Al suo posto arriva Marco Mattiacci, un romano di 43 anni, attuale presidente e Ad di Ferrari North America (il primo mercato per l’azienda), un manager di grande esperienza commerciale, ma meno di corse e, soprattutto, di F1. Lascia il numero uno, quindi, lo strappo più forte nell’era ormai ultra ventennale del presidente Montezemolo. Un periodo a cavallo fra due millenni fatto di trionfi e vittorie, organizzazione e strategie, soprattutto di continuità. Sicuramente l’epoca più gloriosa per la nazionale dei motori italiana.

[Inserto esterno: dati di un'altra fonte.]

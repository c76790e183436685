//! Report-system contract consumed by the relay.
//!
//! The vendor library sits behind this trait. Implementations must be callable
//! from several threads at once; the relay adds no locking of its own.
//!
//! Handles order messages by creation: a new occurrence always gets a handle
//! greater than every handle issued before it, and `first`/`next`/`last` walk
//! in that order. Re-raising an existing message keeps its handle.

use std::sync::Arc;

use crate::status::ApiResult;
use crate::types::{ClassMask, MsgClass, MsgHandle, Timestamp};

/// Raw metadata of one stored message.
///
/// Class and state are kept as raw codes: the store may report values the
/// relay does not know, and `Message::from_handle` decides what to do with them.
#[derive(Debug, Clone, Copy, PartialEq, Eq)]
pub struct MessageMetadata {
    pub class_bits: u32,
    pub comp_nr: u32,
    pub inst_nr: u32,
    pub msg_nr: u32,
    pub timestamp: Timestamp,
    pub param_count: u32,
    pub state_code: u32,
    pub protocol_var: u32,
}

pub trait MessageStore: Send + Sync {
    /// Handle of the message identified by class and key.
    fn handle(&self, class: MsgClass, comp_nr: u32, inst_nr: u32, msg_nr: u32) -> ApiResult<MsgHandle>;

    /// First message whose class is in `mask`.
    fn first(&self, mask: ClassMask) -> ApiResult<MsgHandle>;

    /// Message following `after` whose class is in `mask`.
    fn next(&self, mask: ClassMask, after: MsgHandle) -> ApiResult<MsgHandle>;

    /// Most recent message whose class is in `mask`.
    fn last(&self, mask: ClassMask) -> ApiResult<MsgHandle>;

    fn metadata(&self, handle: MsgHandle) -> ApiResult<MessageMetadata>;

    /// Render the message text into `buf`, NUL-terminated and truncated to fit.
    fn format_message(&self, handle: MsgHandle, buf: &mut [u8]) -> ApiResult<()>;

    /// Raise (or re-raise) a message. `format` is printf-like; rendering is the store's job.
    fn publish(
        &self,
        class: MsgClass,
        comp_nr: u32,
        inst_nr: u32,
        msg_nr: u32,
        format: &str,
        args: &[&str],
    ) -> ApiResult<()>;
}

impl<S: MessageStore + ?Sized> MessageStore for Arc<S> {
    fn handle(&self, class: MsgClass, comp_nr: u32, inst_nr: u32, msg_nr: u32) -> ApiResult<MsgHandle> {
        (**self).handle(class, comp_nr, inst_nr, msg_nr)
    }
    fn first(&self, mask: ClassMask) -> ApiResult<MsgHandle> {
        (**self).first(mask)
    }
    fn next(&self, mask: ClassMask, after: MsgHandle) -> ApiResult<MsgHandle> {
        (**self).next(mask, after)
    }
    fn last(&self, mask: ClassMask) -> ApiResult<MsgHandle> {
        (**self).last(mask)
    }
    fn metadata(&self, handle: MsgHandle) -> ApiResult<MessageMetadata> {
        (**self).metadata(handle)
    }
    fn format_message(&self, handle: MsgHandle, buf: &mut [u8]) -> ApiResult<()> {
        (**self).format_message(handle, buf)
    }
    fn publish(
        &self,
        class: MsgClass,
        comp_nr: u32,
        inst_nr: u32,
        msg_nr: u32,
        format: &str,
        args: &[&str],
    ) -> ApiResult<()> {
        (**self).publish(class, comp_nr, inst_nr, msg_nr, format, args)
    }
}
//! repsys relay library entry.
//!
//! This crate wires the bulk scanner, the new-message poller, the LIFO queue
//! and the display consumer into one processor, plus the config loader, the
//! metrics registry and the ops endpoints. It is consumed by the binary
//! (`main.rs`) and by integration tests.

pub mod config;
pub mod display;
pub mod obs;
pub mod ops;
pub mod poller;
pub mod processor;
pub mod queue;
pub mod router;
pub mod scanner;
pub mod shutdown;
pub mod simulate;

pub use display::{DisplaySink, TracingSink};
pub use processor::{MessageProcessor, ProcessorSettings};
use std::time::Duration;

use serde::Deserialize;
use repsys_core::error::{RepSysError, Result};
use repsys_core::{ClassMask, MsgClass, SAFETY_COMPONENT};

use crate::processor::ProcessorSettings;
use crate::simulate::GeneratorSettings;

#[derive(Debug, Deserialize)]
#[serde(deny_unknown_fields)]
pub struct RelayConfig {
    pub version: u32,

    #[serde(default)]
    pub processor: ProcessorSection,

    #[serde(default)]
    pub ops: OpsSection,

    #[serde(default)]
    pub simulator: SimulatorSection,
}

impl RelayConfig {
    pub fn validate(&self) -> Result<()> {
        if self.version != 1 {
            return Err(RepSysError::UnsupportedVersion);
        }

        self.processor.validate()?;
        self.simulator.validate()?;

        Ok(())
    }
}

#[derive(Debug, Deserialize)]
#[serde(deny_unknown_fields)]
pub struct ProcessorSection {
    #[serde(default = "default_class_mask")]
    pub class_mask: Vec<MsgClass>,

    #[serde(default = "default_tracked_component")]
    pub tracked_component: u32,

    #[serde(default = "default_content_len")]
    pub content_len: usize,

    #[serde(default = "default_poll_interval_ms")]
    pub poll_interval_ms: u64,

    #[serde(default = "default_display_interval_ms")]
    pub display_interval_ms: u64,

    #[serde(default = "default_true")]
    pub scan_on_start: bool,
}

impl Default for ProcessorSection {
    fn default() -> Self {
        Self {
            class_mask: default_class_mask(),
            tracked_component: default_tracked_component(),
            content_len: default_content_len(),
            poll_interval_ms: default_poll_interval_ms(),
            display_interval_ms: default_display_interval_ms(),
            scan_on_start: true,
        }
    }
}

impl ProcessorSection {
    pub fn validate(&self) -> Result<()> {
        if self.class_mask.is_empty() {
            return Err(RepSysError::Config("processor.class_mask must not be empty".into()));
        }
        if !(8..=4096).contains(&self.content_len) {
            return Err(RepSysError::Config(
                "processor.content_len must be between 8 and 4096".into(),
            ));
        }
        if !(10..=600_000).contains(&self.poll_interval_ms) {
            return Err(RepSysError::Config(
                "processor.poll_interval_ms must be between 10 and 600000".into(),
            ));
        }
        if !(10..=600_000).contains(&self.display_interval_ms) {
            return Err(RepSysError::Config(
                "processor.display_interval_ms must be between 10 and 600000".into(),
            ));
        }
        Ok(())
    }

    pub fn mask(&self) -> ClassMask {
        self.class_mask.iter().copied().collect()
    }

    /// Runtime form consumed by the processor.
    pub fn settings(&self) -> ProcessorSettings {
        ProcessorSettings {
            class_mask: self.mask(),
            tracked_component: self.tracked_component,
            content_len: self.content_len,
            poll_interval: Duration::from_millis(self.poll_interval_ms),
            display_interval: Duration::from_millis(self.display_interval_ms),
        }
    }
}

fn default_class_mask() -> Vec<MsgClass> {
    MsgClass::ALL
        .iter()
        .copied()
        .filter(|c| ClassMask::DEFAULT_RANGE.contains(*c))
        .collect()
}
fn default_tracked_component() -> u32 {
    SAFETY_COMPONENT
}
fn default_content_len() -> usize {
    60
}
fn default_poll_interval_ms() -> u64 {
    3000
}
fn default_display_interval_ms() -> u64 {
    5000
}
fn default_true() -> bool {
    true
}

#[derive(Debug, Default, Deserialize)]
#[serde(deny_unknown_fields)]
pub struct OpsSection {
    /// Address of the ops HTTP endpoints; unset disables them.
    #[serde(default)]
    pub listen: Option<String>,
}

#[derive(Debug, Deserialize)]
#[serde(deny_unknown_fields)]
pub struct SimulatorSection {
    #[serde(default)]
    pub enabled: bool,

    #[serde(default = "default_sim_class")]
    pub class: MsgClass,

    #[serde(default = "default_tracked_component")]
    pub component: u32,

    #[serde(default = "default_sim_interval_ms")]
    pub interval_ms: u64,
}

impl Default for SimulatorSection {
    fn default() -> Self {
        Self {
            enabled: false,
            class: default_sim_class(),
            component: default_tracked_component(),
            interval_ms: default_sim_interval_ms(),
        }
    }
}

impl SimulatorSection {
    pub fn validate(&self) -> Result<()> {
        if self.enabled && !(10..=600_000).contains(&self.interval_ms) {
            return Err(RepSysError::Config(
                "simulator.interval_ms must be between 10 and 600000".into(),
            ));
        }
        Ok(())
    }

    pub fn settings(&self) -> GeneratorSettings {
        GeneratorSettings {
            class: self.class,
            component: self.component,
            interval: Duration::from_millis(self.interval_ms),
        }
    }
}

fn default_sim_class() -> MsgClass {
    MsgClass::Warning
}
fn default_sim_interval_ms() -> u64 {
    500
}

«Mi assumo tutte le responsabilità, lascio per dare una scossa», ha salutato Domenicali. Montezemolo lo ha ringraziato: «Ho stima e affetto per lui, ha fatto tanto. Anche in questo momento in cui ha messo gli interessi della squadra davanti ai suoi». Tre anni fa, più o meno di questo periodo, un altro dei ragazzi del Presidente aveva deciso di mollare, il direttore tecnico Aldo Costa che poi è passato alla Mercedes e disegnato l’attuale Freccia d’Argento che pare imbattibile. L’ingegnere di Parma, che tanto aveva contribuito ai successi di Schumi, era “solo” il Direttore Tecnico.

Domenicali molto di più: era l’uomo che aveva in pugno la squadra, la scelta e la gestione dei piloti, i rapporti con la Federazione e con Ecclestone, il controllo dell’evoluzione dei regolamenti, chiaramente sempre sotto la supervisione di Montezemolo. Proprio quest’ultimo aspetto è forse la causa principale dell’avvicendamento. Più dei risultati veramente scarsi («Provo dolore a vedere una Ferrari così», ha detto il Presidente sul muretto dei box in Bahrain) ottenuti dalla F14T in questo inizio di stagione. Domenicali è il manager che ha seguito passo passo la nascita della nuova F1 che al Presidente non piace (consumo e rumore) e che ora è così difficile da cambiare.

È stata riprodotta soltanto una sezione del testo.